→ Task objective
Using the listing, copy each whole line that features "missing".

→ Data shown
§
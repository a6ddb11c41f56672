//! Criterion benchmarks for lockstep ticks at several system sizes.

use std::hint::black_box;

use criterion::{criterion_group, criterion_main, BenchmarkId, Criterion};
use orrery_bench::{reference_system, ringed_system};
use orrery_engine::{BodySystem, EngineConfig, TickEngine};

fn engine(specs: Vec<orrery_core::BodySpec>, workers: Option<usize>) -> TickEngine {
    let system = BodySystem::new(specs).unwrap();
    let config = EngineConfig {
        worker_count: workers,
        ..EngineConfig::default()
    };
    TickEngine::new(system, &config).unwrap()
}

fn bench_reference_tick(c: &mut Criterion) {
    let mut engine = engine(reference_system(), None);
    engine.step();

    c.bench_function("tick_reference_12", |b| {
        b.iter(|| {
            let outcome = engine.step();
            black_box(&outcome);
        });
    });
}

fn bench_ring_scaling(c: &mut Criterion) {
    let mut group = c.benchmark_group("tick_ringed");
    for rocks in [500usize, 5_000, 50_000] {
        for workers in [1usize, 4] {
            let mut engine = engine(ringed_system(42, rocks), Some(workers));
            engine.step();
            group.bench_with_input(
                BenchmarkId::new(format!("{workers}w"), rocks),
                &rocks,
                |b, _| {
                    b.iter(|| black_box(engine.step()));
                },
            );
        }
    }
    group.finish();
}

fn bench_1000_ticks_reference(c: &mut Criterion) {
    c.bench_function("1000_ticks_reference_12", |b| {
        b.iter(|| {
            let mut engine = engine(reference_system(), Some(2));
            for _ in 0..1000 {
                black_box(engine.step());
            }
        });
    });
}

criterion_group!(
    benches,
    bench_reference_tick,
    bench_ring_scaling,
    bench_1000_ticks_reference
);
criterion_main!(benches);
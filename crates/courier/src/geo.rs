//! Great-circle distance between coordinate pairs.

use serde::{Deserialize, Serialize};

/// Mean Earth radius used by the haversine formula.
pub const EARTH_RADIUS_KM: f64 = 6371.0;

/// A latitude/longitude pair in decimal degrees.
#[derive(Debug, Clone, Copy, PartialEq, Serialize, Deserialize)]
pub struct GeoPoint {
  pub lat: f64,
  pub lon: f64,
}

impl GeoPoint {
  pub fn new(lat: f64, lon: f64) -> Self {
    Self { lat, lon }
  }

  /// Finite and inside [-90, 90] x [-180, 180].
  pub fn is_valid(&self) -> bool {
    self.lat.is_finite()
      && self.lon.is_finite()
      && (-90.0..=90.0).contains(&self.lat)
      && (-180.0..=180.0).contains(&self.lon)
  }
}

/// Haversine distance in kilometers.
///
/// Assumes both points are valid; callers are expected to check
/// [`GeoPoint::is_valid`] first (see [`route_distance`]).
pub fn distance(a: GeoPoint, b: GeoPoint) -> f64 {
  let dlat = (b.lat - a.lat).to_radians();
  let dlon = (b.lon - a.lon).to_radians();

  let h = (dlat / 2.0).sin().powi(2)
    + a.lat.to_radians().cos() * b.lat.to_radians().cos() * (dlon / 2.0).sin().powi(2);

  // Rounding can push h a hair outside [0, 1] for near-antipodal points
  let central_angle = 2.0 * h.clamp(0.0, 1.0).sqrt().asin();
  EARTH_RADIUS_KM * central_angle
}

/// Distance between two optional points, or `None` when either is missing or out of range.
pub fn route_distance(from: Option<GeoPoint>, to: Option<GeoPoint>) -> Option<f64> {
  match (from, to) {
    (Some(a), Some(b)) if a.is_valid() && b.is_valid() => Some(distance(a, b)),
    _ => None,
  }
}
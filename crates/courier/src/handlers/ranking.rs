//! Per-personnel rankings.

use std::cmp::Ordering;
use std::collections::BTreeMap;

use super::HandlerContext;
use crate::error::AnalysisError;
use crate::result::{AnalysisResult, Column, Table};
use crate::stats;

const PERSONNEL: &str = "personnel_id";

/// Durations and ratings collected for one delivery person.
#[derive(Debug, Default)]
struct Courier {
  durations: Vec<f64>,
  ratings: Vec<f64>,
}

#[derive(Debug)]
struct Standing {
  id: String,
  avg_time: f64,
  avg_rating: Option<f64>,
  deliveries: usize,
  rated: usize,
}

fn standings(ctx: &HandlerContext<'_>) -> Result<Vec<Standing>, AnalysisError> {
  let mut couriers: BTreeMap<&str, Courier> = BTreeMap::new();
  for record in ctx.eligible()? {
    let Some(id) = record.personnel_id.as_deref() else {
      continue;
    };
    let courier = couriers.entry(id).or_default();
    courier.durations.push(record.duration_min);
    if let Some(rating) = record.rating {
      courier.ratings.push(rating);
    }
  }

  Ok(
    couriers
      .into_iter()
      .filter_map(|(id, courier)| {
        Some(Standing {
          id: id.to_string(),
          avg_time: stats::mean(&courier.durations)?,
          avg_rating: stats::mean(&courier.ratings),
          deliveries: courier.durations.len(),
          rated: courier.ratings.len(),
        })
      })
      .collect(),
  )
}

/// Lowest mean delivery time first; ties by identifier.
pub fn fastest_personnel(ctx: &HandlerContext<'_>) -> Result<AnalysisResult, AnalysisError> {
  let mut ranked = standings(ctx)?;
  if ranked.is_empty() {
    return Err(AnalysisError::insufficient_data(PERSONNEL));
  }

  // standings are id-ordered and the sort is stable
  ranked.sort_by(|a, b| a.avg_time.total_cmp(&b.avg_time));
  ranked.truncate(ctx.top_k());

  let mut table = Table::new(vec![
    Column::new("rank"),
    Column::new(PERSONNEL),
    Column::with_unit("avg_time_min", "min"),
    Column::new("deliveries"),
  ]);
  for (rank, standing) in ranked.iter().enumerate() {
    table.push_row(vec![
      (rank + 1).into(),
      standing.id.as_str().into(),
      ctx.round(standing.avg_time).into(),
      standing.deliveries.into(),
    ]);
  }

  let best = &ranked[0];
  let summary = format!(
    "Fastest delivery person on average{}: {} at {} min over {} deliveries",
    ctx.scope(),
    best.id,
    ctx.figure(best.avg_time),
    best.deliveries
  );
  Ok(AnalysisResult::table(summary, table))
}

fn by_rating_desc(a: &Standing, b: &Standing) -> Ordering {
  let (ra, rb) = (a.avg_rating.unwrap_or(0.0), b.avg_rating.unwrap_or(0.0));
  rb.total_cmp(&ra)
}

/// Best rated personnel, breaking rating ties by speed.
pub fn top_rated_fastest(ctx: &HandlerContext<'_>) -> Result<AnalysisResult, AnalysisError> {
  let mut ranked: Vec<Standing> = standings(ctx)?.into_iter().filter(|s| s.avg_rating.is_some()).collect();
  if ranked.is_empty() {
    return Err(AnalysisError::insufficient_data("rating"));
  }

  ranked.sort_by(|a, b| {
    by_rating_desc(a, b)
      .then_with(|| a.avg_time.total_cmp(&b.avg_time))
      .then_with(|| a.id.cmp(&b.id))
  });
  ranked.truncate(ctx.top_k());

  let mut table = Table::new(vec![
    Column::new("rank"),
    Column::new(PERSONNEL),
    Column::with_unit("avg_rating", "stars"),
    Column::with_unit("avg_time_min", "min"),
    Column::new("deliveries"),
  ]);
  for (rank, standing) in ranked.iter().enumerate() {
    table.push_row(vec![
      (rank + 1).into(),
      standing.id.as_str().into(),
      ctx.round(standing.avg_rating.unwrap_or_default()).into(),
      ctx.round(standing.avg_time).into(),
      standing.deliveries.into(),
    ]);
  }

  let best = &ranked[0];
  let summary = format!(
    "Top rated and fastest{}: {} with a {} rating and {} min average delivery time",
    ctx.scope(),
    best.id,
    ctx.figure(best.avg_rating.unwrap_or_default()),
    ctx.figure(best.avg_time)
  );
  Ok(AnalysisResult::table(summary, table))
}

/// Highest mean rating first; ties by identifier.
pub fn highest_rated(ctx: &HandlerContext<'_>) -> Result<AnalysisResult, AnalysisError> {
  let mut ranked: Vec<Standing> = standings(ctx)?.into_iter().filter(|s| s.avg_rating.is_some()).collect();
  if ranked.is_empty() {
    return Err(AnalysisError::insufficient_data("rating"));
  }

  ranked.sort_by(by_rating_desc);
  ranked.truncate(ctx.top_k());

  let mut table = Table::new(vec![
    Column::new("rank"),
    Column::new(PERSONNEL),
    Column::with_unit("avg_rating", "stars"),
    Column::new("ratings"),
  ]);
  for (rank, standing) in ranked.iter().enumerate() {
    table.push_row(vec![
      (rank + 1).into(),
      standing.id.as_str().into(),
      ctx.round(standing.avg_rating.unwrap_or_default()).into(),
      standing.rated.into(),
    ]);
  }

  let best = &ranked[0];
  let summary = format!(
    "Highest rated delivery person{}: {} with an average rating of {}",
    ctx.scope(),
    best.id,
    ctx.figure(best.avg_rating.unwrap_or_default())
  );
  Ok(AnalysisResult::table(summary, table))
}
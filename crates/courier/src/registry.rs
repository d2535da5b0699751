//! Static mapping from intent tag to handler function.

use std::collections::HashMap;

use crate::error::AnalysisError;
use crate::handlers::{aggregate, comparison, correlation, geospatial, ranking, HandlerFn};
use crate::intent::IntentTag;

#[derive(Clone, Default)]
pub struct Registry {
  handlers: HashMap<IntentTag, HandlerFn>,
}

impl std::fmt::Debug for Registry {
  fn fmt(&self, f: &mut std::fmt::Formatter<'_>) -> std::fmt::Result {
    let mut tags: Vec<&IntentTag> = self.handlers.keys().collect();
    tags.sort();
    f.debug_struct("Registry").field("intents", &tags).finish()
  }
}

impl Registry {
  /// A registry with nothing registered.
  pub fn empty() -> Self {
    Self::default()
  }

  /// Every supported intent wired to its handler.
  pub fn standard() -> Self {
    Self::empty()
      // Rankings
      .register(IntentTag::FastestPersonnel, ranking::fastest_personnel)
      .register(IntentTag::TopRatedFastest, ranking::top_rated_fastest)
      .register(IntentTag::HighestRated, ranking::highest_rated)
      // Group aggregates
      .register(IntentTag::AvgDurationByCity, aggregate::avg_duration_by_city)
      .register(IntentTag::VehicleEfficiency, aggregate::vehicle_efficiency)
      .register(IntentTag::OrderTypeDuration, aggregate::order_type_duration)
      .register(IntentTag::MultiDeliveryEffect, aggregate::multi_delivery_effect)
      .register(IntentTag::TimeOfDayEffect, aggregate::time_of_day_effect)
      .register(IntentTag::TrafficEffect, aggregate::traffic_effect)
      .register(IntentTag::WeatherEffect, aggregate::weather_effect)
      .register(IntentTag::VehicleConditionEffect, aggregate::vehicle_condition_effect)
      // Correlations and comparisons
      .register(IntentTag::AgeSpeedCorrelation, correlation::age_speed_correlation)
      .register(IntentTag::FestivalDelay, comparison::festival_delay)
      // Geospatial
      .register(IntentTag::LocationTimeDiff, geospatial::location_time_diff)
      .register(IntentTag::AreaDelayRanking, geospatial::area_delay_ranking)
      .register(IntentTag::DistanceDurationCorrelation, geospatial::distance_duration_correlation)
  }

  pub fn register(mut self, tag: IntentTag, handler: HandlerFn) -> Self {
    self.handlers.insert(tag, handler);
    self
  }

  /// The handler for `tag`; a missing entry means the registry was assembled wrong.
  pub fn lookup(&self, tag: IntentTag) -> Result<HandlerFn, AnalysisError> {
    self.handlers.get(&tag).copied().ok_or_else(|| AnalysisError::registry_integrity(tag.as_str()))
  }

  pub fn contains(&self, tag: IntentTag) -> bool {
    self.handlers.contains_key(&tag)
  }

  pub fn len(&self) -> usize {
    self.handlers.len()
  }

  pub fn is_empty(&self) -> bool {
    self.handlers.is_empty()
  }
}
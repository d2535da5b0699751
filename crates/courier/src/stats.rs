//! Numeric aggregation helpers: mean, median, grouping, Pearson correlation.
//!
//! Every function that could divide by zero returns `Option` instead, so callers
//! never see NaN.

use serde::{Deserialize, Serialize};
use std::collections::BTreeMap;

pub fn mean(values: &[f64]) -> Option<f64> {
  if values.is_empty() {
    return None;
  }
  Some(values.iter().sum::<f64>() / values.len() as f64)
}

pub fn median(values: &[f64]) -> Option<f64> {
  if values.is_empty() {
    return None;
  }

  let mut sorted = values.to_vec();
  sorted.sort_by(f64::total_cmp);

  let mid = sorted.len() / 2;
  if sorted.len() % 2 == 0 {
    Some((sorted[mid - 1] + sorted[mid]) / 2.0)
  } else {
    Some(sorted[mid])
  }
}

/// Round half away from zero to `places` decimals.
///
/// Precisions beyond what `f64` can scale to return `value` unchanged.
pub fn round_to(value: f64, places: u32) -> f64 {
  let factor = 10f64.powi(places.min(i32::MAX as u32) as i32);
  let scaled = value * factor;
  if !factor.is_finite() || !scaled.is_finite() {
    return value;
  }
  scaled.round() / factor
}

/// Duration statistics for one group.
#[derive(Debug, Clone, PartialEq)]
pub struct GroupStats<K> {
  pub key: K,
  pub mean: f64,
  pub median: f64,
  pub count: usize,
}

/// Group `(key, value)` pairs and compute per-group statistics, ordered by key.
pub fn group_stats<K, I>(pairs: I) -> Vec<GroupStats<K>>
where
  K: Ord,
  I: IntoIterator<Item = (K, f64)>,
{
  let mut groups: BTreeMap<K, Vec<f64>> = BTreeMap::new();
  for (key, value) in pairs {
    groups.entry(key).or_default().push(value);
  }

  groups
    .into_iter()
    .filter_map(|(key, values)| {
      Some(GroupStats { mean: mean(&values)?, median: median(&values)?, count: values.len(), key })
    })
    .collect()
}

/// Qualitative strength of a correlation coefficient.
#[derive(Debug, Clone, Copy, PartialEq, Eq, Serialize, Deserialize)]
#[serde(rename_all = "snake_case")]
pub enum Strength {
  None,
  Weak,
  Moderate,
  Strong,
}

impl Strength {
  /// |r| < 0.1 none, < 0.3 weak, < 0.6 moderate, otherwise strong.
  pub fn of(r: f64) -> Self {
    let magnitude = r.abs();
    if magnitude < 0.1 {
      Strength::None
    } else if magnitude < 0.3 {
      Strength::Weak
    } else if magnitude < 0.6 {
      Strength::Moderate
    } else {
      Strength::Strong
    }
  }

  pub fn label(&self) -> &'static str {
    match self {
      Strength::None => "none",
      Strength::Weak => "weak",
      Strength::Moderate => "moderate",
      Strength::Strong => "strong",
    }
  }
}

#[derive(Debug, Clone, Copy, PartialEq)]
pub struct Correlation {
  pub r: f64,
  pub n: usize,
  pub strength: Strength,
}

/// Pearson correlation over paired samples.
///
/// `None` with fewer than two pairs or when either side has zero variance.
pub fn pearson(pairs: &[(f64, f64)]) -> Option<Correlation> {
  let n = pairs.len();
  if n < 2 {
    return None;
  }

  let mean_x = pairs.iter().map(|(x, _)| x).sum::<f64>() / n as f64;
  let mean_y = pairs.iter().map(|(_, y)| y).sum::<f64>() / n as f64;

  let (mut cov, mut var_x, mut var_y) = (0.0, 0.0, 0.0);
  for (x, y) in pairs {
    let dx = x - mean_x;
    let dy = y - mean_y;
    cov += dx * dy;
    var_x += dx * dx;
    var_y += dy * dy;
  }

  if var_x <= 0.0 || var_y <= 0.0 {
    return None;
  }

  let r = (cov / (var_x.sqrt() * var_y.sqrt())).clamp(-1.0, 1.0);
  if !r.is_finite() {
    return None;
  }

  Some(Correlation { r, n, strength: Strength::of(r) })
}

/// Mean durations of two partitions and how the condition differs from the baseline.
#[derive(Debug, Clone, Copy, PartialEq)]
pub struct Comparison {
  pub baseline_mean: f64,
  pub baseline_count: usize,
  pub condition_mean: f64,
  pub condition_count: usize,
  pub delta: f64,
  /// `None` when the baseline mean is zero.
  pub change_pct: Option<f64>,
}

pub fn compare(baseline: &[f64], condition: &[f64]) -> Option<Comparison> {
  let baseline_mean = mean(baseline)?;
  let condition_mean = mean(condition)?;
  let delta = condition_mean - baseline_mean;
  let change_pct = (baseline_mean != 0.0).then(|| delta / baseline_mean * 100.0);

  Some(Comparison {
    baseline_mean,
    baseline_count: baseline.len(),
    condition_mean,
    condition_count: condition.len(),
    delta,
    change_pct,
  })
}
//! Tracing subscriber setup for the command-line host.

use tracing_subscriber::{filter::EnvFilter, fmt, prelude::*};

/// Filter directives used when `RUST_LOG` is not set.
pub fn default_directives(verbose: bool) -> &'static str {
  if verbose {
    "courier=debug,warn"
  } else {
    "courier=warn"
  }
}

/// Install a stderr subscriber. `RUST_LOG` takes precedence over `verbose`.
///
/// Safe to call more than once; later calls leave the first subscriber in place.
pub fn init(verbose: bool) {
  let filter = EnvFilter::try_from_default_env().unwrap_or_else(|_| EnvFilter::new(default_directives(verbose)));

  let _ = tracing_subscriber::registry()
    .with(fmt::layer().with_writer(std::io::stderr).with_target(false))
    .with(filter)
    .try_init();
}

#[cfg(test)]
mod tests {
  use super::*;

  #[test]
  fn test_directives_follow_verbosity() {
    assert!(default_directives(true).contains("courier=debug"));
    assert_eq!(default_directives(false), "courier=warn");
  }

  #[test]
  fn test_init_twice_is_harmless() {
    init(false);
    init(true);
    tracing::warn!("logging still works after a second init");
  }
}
§
→ Answer
/// Distance between two optional points, or `None` when either is missing or out of range.
  /// The handler for `tag`; a missing entry means the registry was assembled wrong.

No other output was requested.